Il disegno di legge per la rimozione definitiva della monarchia britannica è stata accolta con favore anche dalla direttrice del Centre for Reparation Research, la sociologa Sonjah Stanley Niaah, che al Guardian ha detto: «Vogliamo essere in grado di sostenere l’avanzamento di una vera sovranità, e la presentazione di questo disegno di legge è un segnale importante che tutta la Giamaica è ormai impegnata in questo processo. È un passo nella giusta direzione». Tra le 12 ex colonie caraibiche britanniche già 4 hanno abbandonato la monarchia per passare alla Repubblica. La prima è stata la Guyana nel 1970, seguita da Trinidad e Tobago nel 1976, Mauritius, nel 1992, Barbados nel 2021 (l’isola di Dominica, nelle piccole Antille, ha ottenuto l’indipendenza dal Regno Unito nel 1978, con la contestuale proclamazione della Repubblica).
Corruzione, violenza, povertà
Tuttavia per la Giamaica, patria del reggae e terra di straordinarie bellezze naturali il cui nome deriva daXaymaca, “Terra del legno e dell’acqua”, com’era chiamata in lingua Arawak parlata dagli indios Tainos, i problemi non si esauriranno di certo con il formale distacco dalla corona inglese. Perché se da un lato le politiche economiche attuate nell’ultimo decennio hanno portato concreti risultati (il debito pubblico è diminuito dal 146% al 72% del prodotto interno lordo) dall’altro restano intatte le storiche zavorre: corruzione, criminalità, disoccupazione, povertà, basso livello d’istruzione. Nell’ultimo Corruption Perceptions Index, con dati relativi al 2023, l’ong Transparency International descrive così la situazione della Giamaica: «La collusione tra i potenti e il dominio schiacciante del potere esecutivo su quello legislativo hanno indebolito le capacità di supervisione del parlamento, creando condizioni mature per abusi e corruzione. Inoltre l’incapacità dell’esecutivo di colmare le lacune nel quadro di governance indebolisce il perseguimento dei casi di corruzione che coinvolgono il crimine organizzato e favorisce l’impunità delle élite corrotte di alto livello».

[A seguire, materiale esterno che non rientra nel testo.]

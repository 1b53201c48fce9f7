//! User-facing macro implementations
//!
//! | Macro | Usage | Purpose |
//! |-------|-------|---------|
//! | `#[derive(Operand)]` | on struct/enum | Register operand type |
//! | `#[derive(Properties)]` | on struct | Generate property accessors |

mod operand;
mod properties;

pub use operand::expand_derive_operand;
pub use properties::expand_derive_properties;
//! Autoref-based operator detection machinery.
//!
//! This module implements the "Inherent Const Fallback" pattern for
//! compile-time operator detection on concrete types.
//!
//! ## How it works
//!
//! 1. A fallback trait carries `const FORWARDABLE: bool = false`
//! 2. The fallback is implemented for `Detect<T, Op, U>` for all inputs
//! 3. An inherent const `FORWARDABLE = true` exists where `T: Forward<Op, U>`
//!
//! When resolving `Detect::<Concrete, Op, U>::FORWARDABLE`, the compiler:
//! - If `Concrete: Forward<Op, U>`, finds the inherent const (true)
//! - Otherwise, finds the trait const (false)
//!
//! ## Limitation
//!
//! This only works for **concrete types** known at the call site.
//! It does NOT work in generic contexts like `fn foo<T>()`; there, bound on
//! `Forward` directly.

use core::marker::PhantomData;

use crate::caps::{Forward, Operator};

/// Detection wrapper type.
#[doc(hidden)]
pub struct Detect<T: ?Sized, Op, U = ()>(PhantomData<(PhantomData<T>, Op, U)>);

#[doc(hidden)]
pub trait ForwardFallback {
    const FORWARDABLE: bool = false;
}

impl<T: ?Sized, Op, U> ForwardFallback for Detect<T, Op, U> {}

impl<T, Op, U> Detect<T, Op, U>
where
    Op: Operator,
    T: Forward<Op, U>,
{
    pub const FORWARDABLE: bool = true;
}

/// Check whether an operator is forwardable for concrete operand types.
///
/// Binary form `op_check!(T: Kind<U>)`, unary form `op_check!(T: Kind)`.
/// `Kind` is the operator marker without its `Op` prefix.
///
/// ```
/// use tola_props::op_check;
///
/// assert!(op_check!(i32: Add<i32>));
/// assert!(op_check!(u64: Shl<u8>));
/// assert!(op_check!(bool: And<bool>));
/// assert!(op_check!(i32: Neg));
/// assert!(!op_check!(u32: Neg));
/// assert!(!op_check!(String: Sub<String>));
/// ```
#[macro_export]
macro_rules! op_check {
    ($t:ty : $op:ident < $u:ty >) => {{
        #[allow(unused_imports)]
        use $crate::detect::ForwardFallback as _;
        $crate::paste::paste! {
            $crate::detect::Detect::<$t, $crate::caps::[<Op $op>], $u>::FORWARDABLE
        }
    }};
    ($t:ty : $op:ident) => {{
        #[allow(unused_imports)]
        use $crate::detect::ForwardFallback as _;
        $crate::paste::paste! {
            $crate::detect::Detect::<$t, $crate::caps::[<Op $op>], ()>::FORWARDABLE
        }
    }};
}
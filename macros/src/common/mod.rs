// Common utilities shared between the derive macros
//
// This module contains:
// - parse_utils: keyword helpers for `#[property(..)]` option lists

mod parse_utils;

pub use parse_utils::*;
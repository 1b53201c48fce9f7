use core::ops::{Deref, DerefMut};

/// A fetched copy of a property's value, for reaching its fields and methods.
///
/// Auto-deref continues through the value, so a property holding a pointer
/// (`Box<T>`, `&T`, `Rc<T>`) gives access to the pointee. Writes only touch
/// the copy; store them back with `set` when needed.
#[derive(Debug, Clone, Copy, PartialEq, Eq, Default)]
pub struct FieldAccess<T> {
    value: T,
}

impl<T> FieldAccess<T> {
    #[inline(always)]
    pub fn new(value: T) -> Self {
        Self { value }
    }

    #[inline(always)]
    pub fn into_inner(self) -> T {
        self.value
    }
}

impl<T> Deref for FieldAccess<T> {
    type Target = T;

    #[inline(always)]
    fn deref(&self) -> &T {
        &self.value
    }
}

impl<T> DerefMut for FieldAccess<T> {
    #[inline(always)]
    fn deref_mut(&mut self) -> &mut T {
        &mut self.value
    }
}

#[cfg(test)]
mod tests {
    use crate::binding::Bound;
    use core::cell::Cell;

    #[derive(Debug, Clone, Copy, PartialEq)]
    struct Point {
        x: i32,
        y: i32,
    }

    impl Point {
        fn manhattan(&self) -> i32 {
            self.x.abs() + self.y.abs()
        }
    }

    #[test]
    fn test_field_and_method_access() {
        let cell = Cell::new(Point { x: 3, y: -4 });
        let p = Bound::new(&cell).read_only(|c: &Cell<Point>| c.get());
        assert_eq!(p.fields().x, 3);
        assert_eq!(p.fields().manhattan(), 7);
    }

    #[test]
    fn test_mutation_stays_local() {
        let cell = Cell::new(Point { x: 1, y: 1 });
        let p = Bound::new(&cell).read_only(|c: &Cell<Point>| c.get());
        let mut copy = p.fields();
        copy.x = 99;
        assert_eq!(cell.get().x, 1);
        assert_eq!(copy.into_inner(), Point { x: 99, y: 1 });
    }

    #[test]
    fn test_reaches_through_pointers() {
        fn load<'v>(c: &Cell<&'v i32>) -> &'v i32 {
            c.get()
        }

        let value = 41;
        let holder = Cell::new(&value);
        let p = Bound::new(&holder).read_only(load);
        assert_eq!(p.fields().checked_add(1), Some(42));
        assert_eq!(p.deref_value(), 41);
    }
}
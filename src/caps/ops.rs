//! Operator-kind markers.
//!
//! Each forwardable operator is a zero-sized marker type. Markers carry no
//! behavior themselves; they only select the `Forward` impl for their
//! operator.

/// An operator kind that a property can forward.
pub trait Operator: 'static {}

macro_rules! define_operators {
    ($($(#[$meta:meta])* $name:ident;)*) => {
        $(
            $(#[$meta])*
            #[derive(Debug, Clone, Copy, Default, PartialEq, Eq, Hash)]
            pub struct $name;

            impl Operator for $name {}
        )*
    };
}

define_operators! {
    /// `a + b`
    OpAdd;
    /// `a - b`
    OpSub;
    /// `a * b`
    OpMul;
    /// `a / b`
    OpDiv;
    /// `a % b`
    OpRem;
    /// `a == b`
    OpEq;
    /// `a != b`
    OpNe;
    /// `a < b`
    OpLt;
    /// `a <= b`
    OpLe;
    /// `a > b`
    OpGt;
    /// `a >= b`
    OpGe;
    /// `a & b`
    OpBitAnd;
    /// `a | b`
    OpBitOr;
    /// `a ^ b`
    OpBitXor;
    /// `a << b`
    OpShl;
    /// `a >> b`
    OpShr;
    /// `a && b`
    OpAnd;
    /// `a || b`
    OpOr;
    /// `a[b]`
    OpIndex;
    /// `!a`, also bitwise complement for integers
    OpNot;
    /// `-a`
    OpNeg;
    /// `+a`
    OpPos;
    /// `*a`
    OpDeref;
}
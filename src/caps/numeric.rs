//! Capabilities Rust has no std trait for.
//!
//! - `Pos`: unary plus.
//! - `One`: the unit step used by increment and decrement.

/// Unary plus.
pub trait Pos {
    type Output;
    fn pos(self) -> Self::Output;
}

/// Types that can be stepped by one.
pub trait One {
    fn one() -> Self;
}

macro_rules! impl_numeric {
    ($one:literal => $($ty:ty),*) => {
        $(
            impl Pos for $ty {
                type Output = $ty;
                #[inline(always)]
                fn pos(self) -> $ty { self }
            }

            impl One for $ty {
                #[inline(always)]
                fn one() -> $ty { $one }
            }
        )*
    };
}

impl_numeric!(1 => i8, i16, i32, i64, i128, isize, u8, u16, u32, u64, u128, usize);
impl_numeric!(1.0 => f32, f64);

impl<T: One> One for core::num::Wrapping<T> {
    fn one() -> Self {
        core::num::Wrapping(T::one())
    }
}
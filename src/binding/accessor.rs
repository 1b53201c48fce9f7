//! Accessor slots.
//!
//! A getter is anything that can produce a `T` through a binding, a setter
//! anything that can store one. Only the function-pointer shapes listed in the
//! binding table implement them, so an accessor with the wrong arity or owner
//! type is rejected at compile time. [`NoAccessor`] fills an empty slot and
//! implements neither trait.

use super::{Bound, BoundMut, Unbound};

/// Reads a `T` through binding `B`.
pub trait Get<B: ?Sized, T> {
    fn get(&self, binding: &B) -> T;
}

/// Writes a `T` through binding `B`.
pub trait Set<B: ?Sized, T> {
    fn set(&self, binding: &mut B, value: T);
}

/// Empty accessor slot.
#[derive(Debug, Clone, Copy, Default, PartialEq, Eq)]
pub struct NoAccessor;

impl<'a, O: ?Sized, T> Get<Bound<'a, O>, T> for fn(&O) -> T {
    #[inline(always)]
    fn get(&self, binding: &Bound<'a, O>) -> T {
        (*self)(binding.get_owner())
    }
}

impl<'a, O: ?Sized, T> Set<Bound<'a, O>, T> for fn(&O, T) {
    #[inline(always)]
    fn set(&self, binding: &mut Bound<'a, O>, value: T) {
        (*self)(binding.get_owner(), value)
    }
}

impl<'a, O: ?Sized, T> Get<BoundMut<'a, O>, T> for fn(&O) -> T {
    #[inline(always)]
    fn get(&self, binding: &BoundMut<'a, O>) -> T {
        use super::InstanceBinding;
        (*self)(binding.owner())
    }
}

impl<'a, O: ?Sized, T> Set<BoundMut<'a, O>, T> for fn(&mut O, T) {
    #[inline(always)]
    fn set(&self, binding: &mut BoundMut<'a, O>, value: T) {
        (*self)(binding.owner_mut(), value)
    }
}

impl<T> Get<Unbound, T> for fn() -> T {
    #[inline(always)]
    fn get(&self, _: &Unbound) -> T {
        (*self)()
    }
}

impl<T> Set<Unbound, T> for fn(T) {
    #[inline(always)]
    fn set(&self, _: &mut Unbound, value: T) {
        (*self)(value)
    }
}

Qualche segnale positivo arriva dalle più recenti statistiche diffuse della Jamaica Constabulary Force (JCF), la forza di polizia nazionale della Giamaica. In calo del 16% gli omicidi (che restano comunque molto alti in termini assoluti, 783 in un anno, più di due al giorno); in diminuzione anche le rapine (-15%), gli stupri (-32%), i furti (-6%) e le sparatorie (-2%). «Ma nonostante il calo su base annua in tutta l’isola, il crimine e la violenza continuano ad essere la principale preoccupazione per i giamaicani», scriveva pochi mesi fa il quotidiano The Gleaner, riportando i dati di un sondaggio nazionale condotto dal Market Research Services Limited. Gli altri fattori di “preoccupazione” sono l’alto costo della vita, la disoccupazione, la mancanza di opportunità per i più giovani e la corruzione. Ben lontani, comunque, da quell’emergenza nazionale di violenza che quasi cinquant’anni fa, nel 1978 spinse l’icona nazionale del reggae, Bob Marley, a riunire sul palco del concerto One Love Peace, nella capitale Kingston, le mani dei due leader politici rivali dell’epoca, Michael Manley, del People’s National Party, e il suo avversario, Edward Seaga, del Jamaican Labour Party (con le bande legate ai due partiti che avevano scatenato un conflitto paramilitare urbano che provocò morti, feriti e migliaia di sfollati). Iniziativa lodevole, che però non ottenne apprezzabili risultati, almeno non nell’immediato. «La calma non è stata raggiunta immediatamente, ma il concerto ha rotto quella situazione di stallo, senza speranza», ha commentato anni dopo il produttore discografico Chris Blackwell.